BANGKOK - With this week's takeover of iTV, Thailand's new military rulers have made their first move toward dismantling the telecommunication and media empires that once provided the behind-the-scenes financial firepower for ousted prime minister Thaksin Shinawatra's once powerful, now diminished, political juggernaut.

iTV represented a small part of the Shin Corp's corporate



expanse, which currently includes major holdings in telecoms, satellites, aviation, property development, consumer finance and the Internet. Its mobile telecoms subsidiary, Advanced Info Services (AIS), provides the lion's share of the conglomerate's profits and catapulted Thaksin to billionaire status before he divested his shares to family members when he took up the premiership in 2001.

The company's profits soared during Thaksin's political tenure, padded by his government's policies aimed at pumping up domestic consumption through aggressive state-bank lending and assorted cheap-credit schemes. With Shin Corp's share price near a record high, and popular political pressure mounting against Thaksin, in January 2006 his family sold the company to Singapore's state-run Temasek Holdings in a controversial US$1.9 billion transaction.

The company has been under political assault ever since the military seized power from Thaksin in a bloodless putsch last September. A Thai court last year ruled that iTV had breached the terms of its original 1995 build-transfer-operate concession with the Prime Minister's Office and imposed more than $2.2 billion in fines, fees and owed interest payments. The station failed to meet a recent payment deadline and the military junta rescinded its operating concession and is in the process of determining which assets it can legally repossess.

To some market watchers, the highly anticipated move represents a form of forced nationalization of a foreign-held asset. Shin Corp's shares fell 2.6% the day after iTV's closure and so far Temasek has remained mum about the losses it will incur because of the station's demise. In part, that's because iTV was the only perennial loss-maker among the Shin Corp's otherwise profitable stable of companies.

But iTV's nationalization likely represents the first of a series of controversial moves to dismantle and then redistribute to politically preferred players the Shin Corp's various communications assets operated under state concessions. Coup leader General Sonthi Boonyaratklin has in recent weeks stated the junta's intention for national-security interests to seize three communications satellites that Temasek now majority-owns through Shin Corp subsidiary Shin Satellite.

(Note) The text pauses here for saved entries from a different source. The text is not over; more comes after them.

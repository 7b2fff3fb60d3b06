use std::path::{Path, PathBuf};

pub const DATA_FILE_SUFFIX: &str = "lumbung.db";
pub const LOG_FILE_SUFFIX: &str = "lumbung.log";
pub const DEFAULT_RECOVERY_EXTENSION: &str = "lumbung";

#[derive(Debug, Clone, PartialEq)]
pub struct DatabaseConfig {
    /// fsync the log when a transaction commits.
    pub sync_on_commit: bool,
    /// LOB-typed values up to this many bytes stay inline in the row.
    pub lob_inline_threshold: usize,
    /// Checkpoint automatically once the log grows past this many bytes.
    pub checkpoint_log_bytes: u64,
    /// Flush cached dirty pages once this many accumulate.
    pub cache_dirty_limit: usize,
}

impl Default for DatabaseConfig {
    fn default() -> Self {
        Self {
            sync_on_commit: true,
            lob_inline_threshold: 256,
            checkpoint_log_bytes: 4 << 20,
            cache_dirty_limit: 1024,
        }
    }
}

impl DatabaseConfig {
    pub fn with_sync_on_commit(mut self, sync_on_commit: bool) -> Self {
        self.sync_on_commit = sync_on_commit;
        self
    }

    pub fn with_lob_inline_threshold(mut self, threshold: usize) -> Self {
        self.lob_inline_threshold = threshold;
        self
    }

    pub fn with_checkpoint_log_bytes(mut self, bytes: u64) -> Self {
        self.checkpoint_log_bytes = bytes;
        self
    }

    pub fn with_cache_dirty_limit(mut self, pages: usize) -> Self {
        self.cache_dirty_limit = pages;
        self
    }
}

pub fn data_file_path(dir: &Path, name: &str) -> PathBuf {
    dir.join(format!("{}.{}", name, DATA_FILE_SUFFIX))
}

/// The log lives next to the data file: `x.lumbung.db` -> `x.lumbung.log`.
pub fn log_file_path(data_path: &Path) -> PathBuf {
    data_path.with_extension("log")
}
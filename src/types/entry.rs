use std::cmp::Ordering;

use serde::{Deserialize, Serialize};

use crate::types::{
    PageId,
    error::DatabaseError,
    page::{read_u16, read_u64},
    value::Value,
};

/// Location of a row: its data page and slot.
#[derive(Debug, Clone, Copy, PartialEq, Eq, PartialOrd, Ord, Hash, Serialize, Deserialize)]
pub struct RowRef {
    pub page_id: PageId,
    pub slot: u16,
}

impl RowRef {
    pub fn new(page_id: PageId, slot: u16) -> Self {
        Self { page_id, slot }
    }
}

pub fn compare_keys(a: &[Value], b: &[Value]) -> Ordering {
    for (left, right) in a.iter().zip(b) {
        match left.compare(right) {
            Ordering::Equal => continue,
            other => return other,
        }
    }
    a.len().cmp(&b.len())
}

/// A leaf entry: index key plus the row it points at. The row reference
/// breaks ties between equal keys so every entry is unique.
#[derive(Debug, Clone, PartialEq)]
pub struct Entry {
    pub key: Vec<Value>,
    pub row_ref: RowRef,
}

impl Entry {
    pub fn new(key: Vec<Value>, row_ref: RowRef) -> Self {
        Self { key, row_ref }
    }

    pub fn compare(&self, other: &Entry) -> Ordering {
        compare_keys(&self.key, &other.key).then(self.row_ref.cmp(&other.row_ref))
    }

    pub fn serialized_size(&self) -> usize {
        2 + self.key.iter().map(Value::serialized_size).sum::<usize>() + 8 + 2
    }

    pub fn to_bytes(&self) -> Vec<u8> {
        let mut bytes = Vec::with_capacity(self.serialized_size());
        self.write_to(&mut bytes);
        bytes
    }

    fn write_to(&self, bytes: &mut Vec<u8>) {
        bytes.extend_from_slice(&(self.key.len() as u16).to_le_bytes());
        for value in &self.key {
            value.write_to(bytes);
        }
        bytes.extend_from_slice(&self.row_ref.page_id.to_le_bytes());
        bytes.extend_from_slice(&self.row_ref.slot.to_le_bytes());
    }

    /// Deserialize entry from bytes
    pub fn from_bytes(bytes: &[u8]) -> Result<(Self, usize), DatabaseError> {
        if bytes.len() < 2 {
            return Err(DatabaseError::SerializationError {
                details: "Empty bytes for Entry".to_string(),
            });
        }
        let key_len = read_u16(bytes, 0) as usize;
        let mut offset = 2;
        let mut key = Vec::with_capacity(key_len);
        for _ in 0..key_len {
            let (value, consumed) = Value::decode(&bytes[offset..])?;
            key.push(value);
            offset += consumed;
        }
        if bytes.len() < offset + 10 {
            return Err(DatabaseError::SerializationError {
                details: "Insufficient bytes for row reference".to_string(),
            });
        }
        let row_ref = RowRef::new(read_u64(bytes, offset), read_u16(bytes, offset + 8));
        offset += 10;
        Ok((Self::new(key, row_ref), offset))
    }
}

/// Interior node cell: a child pointer with the separator that bounds it from
/// above. The rightmost child carries no separator.
#[derive(Debug, Clone, PartialEq)]
pub struct InteriorEntry {
    pub child: PageId,
    pub separator: Option<Entry>,
}

impl InteriorEntry {
    pub fn serialized_size(&self) -> usize {
        8 + 1 + self.separator.as_ref().map_or(0, Entry::serialized_size)
    }

    pub fn to_bytes(&self) -> Vec<u8> {
        let mut bytes = Vec::with_capacity(self.serialized_size());
        bytes.extend_from_slice(&self.child.to_le_bytes());
        match &self.separator {
            Some(entry) => {
                bytes.push(1);
                entry.write_to(&mut bytes);
            }
            None => bytes.push(0),
        }
        bytes
    }

    pub fn from_bytes(bytes: &[u8]) -> Result<Self, DatabaseError> {
        if bytes.len() < 9 {
            return Err(DatabaseError::SerializationError {
                details: "Interior entry too short".to_string(),
            });
        }
        let child = read_u64(bytes, 0);
        let separator = match bytes[8] {
            0 => None,
            _ => Some(Entry::from_bytes(&bytes[9..])?.0),
        };
        Ok(Self { child, separator })
    }
}
pub mod recovery;
pub mod script;
pub mod storage;
pub mod types;
pub mod utils;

The potentially bigger blow will come if and when the junta follows through on its apparent plans to rescind AIS's operating concession. Pridiyathorn Devakula, the interim military government's finance minister and deputy prime minister for economic affairs until last week, in January told a private meeting of foreign analysts gathered to discuss amendments to the Foreign Business Act that it was "only a matter of time" before they rescinded AIS's build-operate-transfer concession, according to an analyst who was in attendance and who spoke to Asia Times Online on condition of anonymity.

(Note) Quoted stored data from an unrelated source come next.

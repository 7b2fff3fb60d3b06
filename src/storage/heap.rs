//! Row storage. Each table owns a chain of data pages; a row lives in one
//! cell, with anything past `MAX_INLINE_ROW` moved to an overflow chain.

use std::{
    collections::{HashMap, HashSet},
    sync::Arc,
};

use parking_lot::Mutex;

use crate::{
    storage::page_store::PageStore,
    types::{
        INLINE_PREFIX, MAX_INLINE_ROW, NO_PAGE, OVERFLOW_CELL_HEADER_SIZE, OVERFLOW_PAYLOAD_SIZE,
        PageId, ROW_CELL_HEADER_SIZE, RowId, TableId, TransactionId,
        entry::RowRef,
        error::DatabaseError,
        page::{Page, PageType, read_u32, read_u64},
    },
};

/// `row_id u64 | total_len u32 | overflow_head u64 | inline payload`
#[derive(Debug, Clone, PartialEq)]
pub struct RowCell {
    pub row_id: RowId,
    pub total_len: u32,
    pub overflow_head: Option<PageId>,
    pub inline: Vec<u8>,
}

impl RowCell {
    pub fn to_bytes(&self) -> Vec<u8> {
        let mut bytes = Vec::with_capacity(ROW_CELL_HEADER_SIZE + self.inline.len());
        bytes.extend_from_slice(&self.row_id.to_le_bytes());
        bytes.extend_from_slice(&self.total_len.to_le_bytes());
        bytes.extend_from_slice(&self.overflow_head.unwrap_or(NO_PAGE).to_le_bytes());
        bytes.extend_from_slice(&self.inline);
        bytes
    }

    pub fn from_bytes(bytes: &[u8]) -> Result<Self, DatabaseError> {
        if bytes.len() < ROW_CELL_HEADER_SIZE {
            return Err(DatabaseError::SerializationError {
                details: "Row cell header truncated".to_string(),
            });
        }
        let row_id = read_u64(bytes, 0);
        let total_len = read_u32(bytes, 8);
        let overflow_head = read_u64(bytes, 12);
        let inline = bytes[ROW_CELL_HEADER_SIZE..].to_vec();
        let overflow_head = (overflow_head != NO_PAGE).then_some(overflow_head);

        if inline.len() > total_len as usize
            || (overflow_head.is_none() && inline.len() != total_len as usize)
        {
            return Err(DatabaseError::SerializationError {
                details: format!(
                    "Row {} holds {} inline bytes of {}",
                    row_id,
                    inline.len(),
                    total_len
                ),
            });
        }
        Ok(Self {
            row_id,
            total_len,
            overflow_head,
            inline,
        })
    }

    /// Bytes that live on the overflow chain.
    pub fn overflow_len(&self) -> usize {
        self.total_len as usize - self.inline.len()
    }
}

/// Decode the single `row_id u64 | payload` cell of an overflow page.
pub fn decode_overflow_cell(page: &Page) -> Result<(RowId, &[u8]), DatabaseError> {
    let cell = page
        .get_cell(0)
        .filter(|cell| cell.len() >= OVERFLOW_CELL_HEADER_SIZE)
        .ok_or_else(|| DatabaseError::OverflowChainBroken {
            page_id: page.page_id,
            reason: "overflow page has no payload cell".to_string(),
        })?;
    Ok((read_u64(cell, 0), &cell[OVERFLOW_CELL_HEADER_SIZE..]))
}

pub struct TableHeap {
    pages: Arc<PageStore>,
    /// Last known data page per table, so inserts skip the chain walk.
    tails: Mutex<HashMap<TableId, PageId>>,
}

impl TableHeap {
    pub fn new(pages: Arc<PageStore>) -> Self {
        Self {
            pages,
            tails: Mutex::new(HashMap::new()),
        }
    }

    /// Allocate the first data page of a new table.
    pub fn create(&self, txn: TransactionId, table_id: TableId) -> Result<PageId, DatabaseError> {
        let page_id = self.pages.allocate(txn)?;
        let page = Page::new(page_id, PageType::Data).with_owner(table_id);
        self.pages.write_page(txn, &page)?;
        Ok(page_id)
    }

    pub fn insert(
        &self,
        txn: TransactionId,
        table_id: TableId,
        first_page: PageId,
        row_id: RowId,
        payload: &[u8],
    ) -> Result<RowRef, DatabaseError> {
        let (inline, overflow_head) = if payload.len() <= MAX_INLINE_ROW {
            (payload.to_vec(), None)
        } else {
            let head = self.write_overflow(txn, table_id, row_id, &payload[INLINE_PREFIX..])?;
            (payload[..INLINE_PREFIX].to_vec(), Some(head))
        };
        let cell = RowCell {
            row_id,
            total_len: payload.len() as u32,
            overflow_head,
            inline,
        }
        .to_bytes();

        let mut page = self.tail_page(table_id, first_page)?;
        if !page.can_fit(cell.len()) {
            let page_id = self.pages.allocate(txn)?;
            let mut fresh = Page::new(page_id, PageType::Data).with_owner(table_id);
            fresh.prev_page_id = Some(page.page_id);
            page.next_page_id = Some(page_id);
            self.pages.write_page(txn, &page)?;
            page = fresh;
        }
        let slot = page.insert_cell(&cell)?;
        self.pages.write_page(txn, &page)?;
        self.tails.lock().insert(table_id, page.page_id);
        Ok(RowRef::new(page.page_id, slot as u16))
    }

    fn write_overflow(
        &self,
        txn: TransactionId,
        table_id: TableId,
        row_id: RowId,
        rest: &[u8],
    ) -> Result<PageId, DatabaseError> {
        let mut head = NO_PAGE;
        let mut pending: Option<Page> = None;
        for piece in rest.chunks(OVERFLOW_PAYLOAD_SIZE) {
            let page_id = self.pages.allocate(txn)?;
            let mut page = Page::new(page_id, PageType::Overflow).with_owner(table_id);
            let mut cell = Vec::with_capacity(OVERFLOW_CELL_HEADER_SIZE + piece.len());
            cell.extend_from_slice(&row_id.to_le_bytes());
            cell.extend_from_slice(piece);
            page.insert_cell(&cell)?;
            match pending.take() {
                Some(mut previous) => {
                    previous.next_page_id = Some(page_id);
                    page.prev_page_id = Some(previous.page_id);
                    self.pages.write_page(txn, &previous)?;
                }
                None => head = page_id,
            }
            pending = Some(page);
        }
        if let Some(last) = pending {
            self.pages.write_page(txn, &last)?;
        }
        Ok(head)
    }

    // The cached tail is only a hint; rollbacks can invalidate it.
    fn tail_page(&self, table_id: TableId, first_page: PageId) -> Result<Page, DatabaseError> {
        let hint = self.tails.lock().get(&table_id).copied();
        if let Some(page_id) = hint {
            if let Ok(page) = self.pages.read_page(page_id) {
                if page.page_type == PageType::Data
                    && page.owner == table_id
                    && page.next_page_id.is_none()
                {
                    return Ok(page);
                }
            }
        }

        let mut page = self.data_page(table_id, first_page)?;
        let mut visited = HashSet::from([first_page]);
        while let Some(next) = page.next_page_id {
            if !visited.insert(next) {
                return Err(DatabaseError::CorruptedPage {
                    page_id: next,
                    reason: format!("cycle in data chain of table {}", table_id),
                });
            }
            page = self.data_page(table_id, next)?;
        }
        Ok(page)
    }

    fn data_page(&self, table_id: TableId, page_id: PageId) -> Result<Page, DatabaseError> {
        let page = self.pages.read_page(page_id)?;
        if page.page_type != PageType::Data || page.owner != table_id {
            return Err(DatabaseError::CorruptedPage {
                page_id,
                reason: format!("not a data page of table {}", table_id),
            });
        }
        Ok(page)
    }

    /// Fetch a row's id and full payload.
    pub fn get(&self, table_id: TableId, row_ref: RowRef) -> Result<(RowId, Vec<u8>), DatabaseError> {
        let page = self.data_page(table_id, row_ref.page_id)?;
        let cell = self.cell_at(&page, row_ref)?;
        let row_id = cell.row_id;
        Ok((row_id, self.assemble(table_id, cell)?))
    }

    fn cell_at(&self, page: &Page, row_ref: RowRef) -> Result<RowCell, DatabaseError> {
        let bytes = page
            .get_cell(row_ref.slot as usize)
            .ok_or(DatabaseError::InvalidSlotIndex {
                index: row_ref.slot as usize,
                max: page.slot_directory.slots.len(),
            })?;
        RowCell::from_bytes(bytes)
    }

    fn assemble(&self, table_id: TableId, cell: RowCell) -> Result<Vec<u8>, DatabaseError> {
        let remaining = cell.overflow_len();
        let mut payload = cell.inline;
        let mut next = cell.overflow_head;
        let mut visited = HashSet::new();
        while payload.len() < cell.total_len as usize {
            let Some(page_id) = next else {
                return Err(DatabaseError::OverflowChainBroken {
                    page_id: NO_PAGE,
                    reason: format!("row {} ends {} bytes short", cell.row_id, remaining),
                });
            };
            if !visited.insert(page_id) {
                return Err(DatabaseError::OverflowChainBroken {
                    page_id,
                    reason: "cycle in overflow chain".to_string(),
                });
            }
            let page = self.pages.read_page(page_id)?;
            if page.page_type != PageType::Overflow || page.owner != table_id {
                return Err(DatabaseError::OverflowChainBroken {
                    page_id,
                    reason: format!("expected an overflow page, found {:?}", page.page_type),
                });
            }
            let (row_id, piece) = decode_overflow_cell(&page)?;
            if row_id != cell.row_id {
                return Err(DatabaseError::OverflowChainBroken {
                    page_id,
                    reason: format!("page belongs to row {}", row_id),
                });
            }
            payload.extend_from_slice(piece);
            next = page.next_page_id;
        }
        if payload.len() != cell.total_len as usize {
            return Err(DatabaseError::OverflowChainBroken {
                page_id: next.unwrap_or(NO_PAGE),
                reason: format!(
                    "row {} assembled {} bytes, expected {}",
                    cell.row_id,
                    payload.len(),
                    cell.total_len
                ),
            });
        }
        Ok(payload)
    }

    /// Tombstone the row's slot and free its overflow pages.
    pub fn delete(
        &self,
        txn: TransactionId,
        table_id: TableId,
        row_ref: RowRef,
    ) -> Result<RowId, DatabaseError> {
        let mut page = self.data_page(table_id, row_ref.page_id)?;
        let cell = self.cell_at(&page, row_ref)?;
        page.tombstone_cell(row_ref.slot as usize)?;
        self.pages.write_page(txn, &page)?;

        let mut next = cell.overflow_head;
        let mut visited = HashSet::new();
        while let Some(page_id) = next {
            if !visited.insert(page_id) {
                break;
            }
            let overflow = self.pages.read_page(page_id)?;
            next = overflow.next_page_id;
            self.pages.free(txn, page_id)?;
        }
        Ok(cell.row_id)
    }

    /// Every live row of the table in chain order.
    pub fn scan(
        &self,
        table_id: TableId,
        first_page: PageId,
    ) -> Result<Vec<(RowRef, RowId, Vec<u8>)>, DatabaseError> {
        let mut rows = Vec::new();
        let mut next = Some(first_page);
        let mut visited = HashSet::new();
        while let Some(page_id) = next {
            if !visited.insert(page_id) {
                return Err(DatabaseError::CorruptedPage {
                    page_id,
                    reason: format!("cycle in data chain of table {}", table_id),
                });
            }
            let page = self.data_page(table_id, page_id)?;
            for (slot, bytes) in page.cells() {
                let cell = RowCell::from_bytes(bytes)?;
                let row_id = cell.row_id;
                let payload = self.assemble(table_id, cell)?;
                rows.push((RowRef::new(page_id, slot as u16), row_id, payload));
            }
            next = page.next_page_id;
        }
        Ok(rows)
    }
}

The Council of State is now reviewing legal matters surrounding a possible concession rescission, which reportedly could be justified by alleged irregularities in the manner in which AIS received its concession from the state-owned Telephone Organization of Thailand (TOT) back in 1992. If so, it's unclear whether the council's legal interpretation would allow for the government to make retroactive demands - as it did in the iTV case - that would require AIS to pay the state potentially billions of dollars' worth of penalties on previous profits and revenues.

Money in the bank
Those penalties could potentially be seized from the $1.9 billion the Shinawatra family received in the Temasek transaction and now reportedly holds in interest-bearing accounts at Siam Commercial Bank, which is controlled by the royal family's Crown Property Bureau. Arguably, financial markets have not fully priced this risk into the Shin Corp's share price, which has fallen from 31 baht per share on the day of last year's coup to 24.6 at Thursday's close of trading.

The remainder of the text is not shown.